Recursive Shrinkage Covariance Learning in Adaptive Importance Sampling
Published in 2019 IEEE 8th International Workshop on Computational Advances in Multi-Sensor Adaptive Processing (CAMSAP), 2019
Description
The estimation of covariance matrices has been a central problem in a variety of disciplines, including quantitative finance, genomics, and signal processing. In Bayesian statistical inference, the efficiency of Monte Carlo methods, such as adaptive importance sampling (AIS), can be improved significantly if the distribution used to draw samples has a similar covariance structure to the posterior distribution of interest. Unfortunately, it is generally difficult to learn covariance matrices in high-dimensional settings due to the large number of samples needed for its appropriate estimation. This problem is intensified in the importance sampling context, where the usual weighted covariance estimators do not yield full rank estimates in most practical settings due to the weight degeneracy problem.

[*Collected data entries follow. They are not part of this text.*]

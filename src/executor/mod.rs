//! Campaign execution state machine
//!
//! Runs one execution attempt for a due occurrence: build content, publish
//! it, collect a metric sample, advance the occurrence state. Failures are
//! retried a bounded number of times with a fixed delay, then the
//! occurrence is marked permanently failed. One campaign's failure never
//! touches another campaign's schedule.
//!
//! State transitions:
//!
//! ```text
//! pending ──▶ executing ──▶ completed
//!    │            │
//!    │            └──▶ rescheduled ──▶ executing ──▶ ... ──▶ failed
//!    │                               (bounded retries)
//!    └──────▶ cancelled (explicit cancel or campaign pause)
//! ```

pub mod content;

use anyhow::Result;
use chrono::Utc;
use std::sync::Arc;
use thiserror::Error;
use uuid::Uuid;

use crate::config::ExecutorConfig;
use crate::models::{Campaign, Channel, MetricSample, Occurrence, OccurrenceStatus};
use crate::publish::{MetricsProvider, MetricsUnavailableError, PublishError, Publisher, RawMetrics};
use crate::scheduler::{JobPayload, JobStore};
use crate::storage::Database;

// ============================================================================
// Errors
// ============================================================================

/// Failure of a single execution attempt
#[derive(Debug, Error)]
pub enum ExecutorError {
    #[error("publish failed: {0}")]
    Publish(#[from] PublishError),

    #[error("metrics unavailable: {0}")]
    Metrics(#[from] MetricsUnavailableError),
}

// ============================================================================
// Reach counter
// ============================================================================

/// Process-wide accumulated reach, for reporting only.
///
/// Not authoritative state: the figure can always be recomputed from the
/// stored metric samples, so losing it on restart is acceptable.
pub struct ReachCounter {
    total: std::sync::Mutex<f64>,
}

impl ReachCounter {
    /// Create a zeroed counter
    pub fn new() -> Self {
        Self {
            total: std::sync::Mutex::new(0.0),
        }
    }

    /// Accumulate the reach of one sample. Returns the amount added.
    pub fn record(&self, channel: Channel, sample: &MetricSample) -> f64 {
        let reach = reach_of(channel, sample);
        *self.total.lock().unwrap() += reach;
        reach
    }

    /// Current accumulated total
    pub fn total(&self) -> f64 {
        *self.total.lock().unwrap()
    }

    /// Reset to zero
    pub fn reset(&self) {
        *self.total.lock().unwrap() = 0.0;
    }
}

impl Default for ReachCounter {
    fn default() -> Self {
        Self::new()
    }
}

/// Channel-weighted composite reach of one sample.
///
/// Impressions scaled by the engagement/conversion multipliers each
/// channel's audience behavior warrants.
pub fn reach_of(channel: Channel, sample: &MetricSample) -> f64 {
    let impressions = sample.impressions as f64;
    match channel {
        Channel::Facebook => {
            impressions * sample.engagement_rate * (1.0 + sample.conversion_rate * 10.0)
        }
        Channel::Email => {
            impressions * sample.engagement_rate * (1.0 + sample.conversion_rate * 15.0)
        }
        Channel::Search => impressions * sample.ctr() * (1.0 + sample.conversion_rate * 20.0),
    }
}

// ============================================================================
// Executor
// ============================================================================

/// Executes due occurrences against the publish collaborators
pub struct CampaignExecutor {
    db: Arc<Database>,
    jobs: Arc<JobStore>,
    publisher: Arc<dyn Publisher>,
    metrics: Arc<dyn MetricsProvider>,
    config: ExecutorConfig,
    reach: Arc<ReachCounter>,
}

impl CampaignExecutor {
    /// Create an executor
    pub fn new(
        db: Arc<Database>,
        jobs: Arc<JobStore>,
        publisher: Arc<dyn Publisher>,
        metrics: Arc<dyn MetricsProvider>,
        config: ExecutorConfig,
        reach: Arc<ReachCounter>,
    ) -> Self {
        Self {
            db,
            jobs,
            publisher,
            metrics,
            config,
            reach,
        }
    }

    /// Run one execution attempt for a due occurrence.
    ///
    /// Consistency problems (campaign or occurrence deleted between
    /// scheduling and firing, campaign no longer active) drop the job with
    /// a log line and are not failures. Only storage errors propagate.
    pub async fn execute_occurrence(
        &self,
        campaign_id: Uuid,
        occurrence_id: Uuid,
    ) -> Result<()> {
        let Some(campaign) = self.db.get_campaign(campaign_id)? else {
            tracing::warn!(
                %campaign_id,
                %occurrence_id,
                "Job fired for a campaign that no longer exists; dropping"
            );
            return Ok(());
        };

        let Some(occurrence) = self.db.get_occurrence(occurrence_id)? else {
            tracing::warn!(
                %campaign_id,
                %occurrence_id,
                "Job fired for an occurrence that no longer exists; dropping"
            );
            return Ok(());
        };

        if occurrence.status.is_terminal() {
            tracing::debug!(
                %occurrence_id,
                status = %occurrence.status,
                "Occurrence already terminal; dropping fire"
            );
            return Ok(());
        }

        if !campaign.is_active() {
            tracing::info!(
                %campaign_id,
                %occurrence_id,
                status = %campaign.status,
                "Campaign not active; occurrence dropped"
            );
            self.db
                .set_occurrence_status(occurrence_id, OccurrenceStatus::Cancelled)?;
            return Ok(());
        }

        // Atomic claim: enforces at most one executing occurrence per
        // campaign. Losing the claim means another occurrence is mid-flight;
        // push this fire back instead of racing it.
        if !self.db.try_mark_executing(occurrence_id, campaign_id)? {
            if self.db.has_executing(campaign_id)? {
                self.defer_occurrence(&campaign, &occurrence).await;
            } else {
                tracing::debug!(
                    %occurrence_id,
                    "Occurrence state changed under a concurrent fire; dropping"
                );
            }
            return Ok(());
        }
        let attempt = occurrence.attempt + 1;

        tracing::info!(
            campaign = %campaign.name,
            %occurrence_id,
            attempt,
            "Executing campaign occurrence"
        );

        match self.run_attempt(&campaign).await {
            Ok(sample) => {
                self.db.append_metric(&sample)?;
                self.db.complete_occurrence(occurrence_id, Utc::now())?;

                let reach = self.reach.record(campaign.channel, &sample);
                tracing::info!(
                    campaign = %campaign.name,
                    %occurrence_id,
                    impressions = sample.impressions,
                    reach = reach as u64,
                    "Occurrence completed"
                );
                Ok(())
            }
            Err(err) => self.handle_failure(&campaign, &occurrence, attempt, err).await,
        }
    }

    /// Re-arm an occurrence whose campaign is already mid-execution
    async fn defer_occurrence(&self, campaign: &Campaign, occurrence: &Occurrence) {
        let handle = occurrence.job_handle.clone().unwrap_or_else(|| {
            format!(
                "exec:{}:{}",
                campaign.id,
                occurrence.scheduled_time.timestamp()
            )
        });
        let retry_at = Utc::now() + chrono::Duration::seconds(self.config.retry_delay_secs as i64);

        tracing::debug!(
            campaign = %campaign.name,
            occurrence_id = %occurrence.id,
            retry_at = %retry_at,
            "Campaign already executing; occurrence deferred"
        );

        self.jobs
            .schedule_once(
                handle,
                retry_at,
                JobPayload::ExecuteOccurrence {
                    campaign_id: campaign.id,
                    occurrence_id: occurrence.id,
                },
            )
            .await;
    }

    /// One publish-and-measure attempt
    async fn run_attempt(&self, campaign: &Campaign) -> Result<MetricSample, ExecutorError> {
        let content = content::build(campaign);
        let receipt = self.publisher.publish(campaign.channel, &content).await?;
        let raw = self
            .metrics
            .fetch(&receipt.external_id, receipt.published_at)
            .await?;

        Ok(sample_from_raw(campaign.id, raw))
    }

    /// Mark the occurrence rescheduled with a retry job, or permanently
    /// failed once attempts are exhausted
    async fn handle_failure(
        &self,
        campaign: &Campaign,
        occurrence: &Occurrence,
        attempt: u32,
        err: ExecutorError,
    ) -> Result<()> {
        if attempt >= self.config.retry_attempts {
            tracing::error!(
                campaign = %campaign.name,
                occurrence_id = %occurrence.id,
                attempt,
                error = %err,
                "Occurrence permanently failed after retry exhaustion"
            );
            self.db
                .set_occurrence_status(occurrence.id, OccurrenceStatus::Failed)?;
            return Ok(());
        }

        let retry_handle = format!("retry:{}:{}", occurrence.id, attempt);
        let retry_at = Utc::now() + chrono::Duration::seconds(self.config.retry_delay_secs as i64);

        self.db.reschedule_occurrence(occurrence.id, &retry_handle)?;
        self.jobs
            .schedule_once(
                retry_handle.clone(),
                retry_at,
                JobPayload::ExecuteOccurrence {
                    campaign_id: campaign.id,
                    occurrence_id: occurrence.id,
                },
            )
            .await;

        tracing::warn!(
            campaign = %campaign.name,
            occurrence_id = %occurrence.id,
            attempt,
            retry_at = %retry_at,
            error = %err,
            "Execution attempt failed; retry scheduled"
        );
        Ok(())
    }
}

/// Convert raw platform metrics into a stored sample
fn sample_from_raw(campaign_id: Uuid, raw: RawMetrics) -> MetricSample {
    MetricSample {
        id: Uuid::new_v4(),
        campaign_id,
        impressions: raw.impressions,
        clicks: raw.clicks,
        engagement_rate: raw.engagement_rate,
        conversion_rate: raw.conversion_rate,
        cpa: raw.cpa,
        timestamp: Utc::now(),
    }
}

// ============================================================================
// Tests
// ============================================================================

In this work, we propose an AIS algorithm that robustly learns the covariance structure of the target distribution. The new method is based on applying shrinkage in a recursive manner, where the learned covariance matrix is constructed iteratively using a sequence of biased weighted covariance estimators. Simulation results indicate that the proposed method outperforms other state of-the-art AIS methods, especially in the case where the number of samples drawn per iteration is relatively small.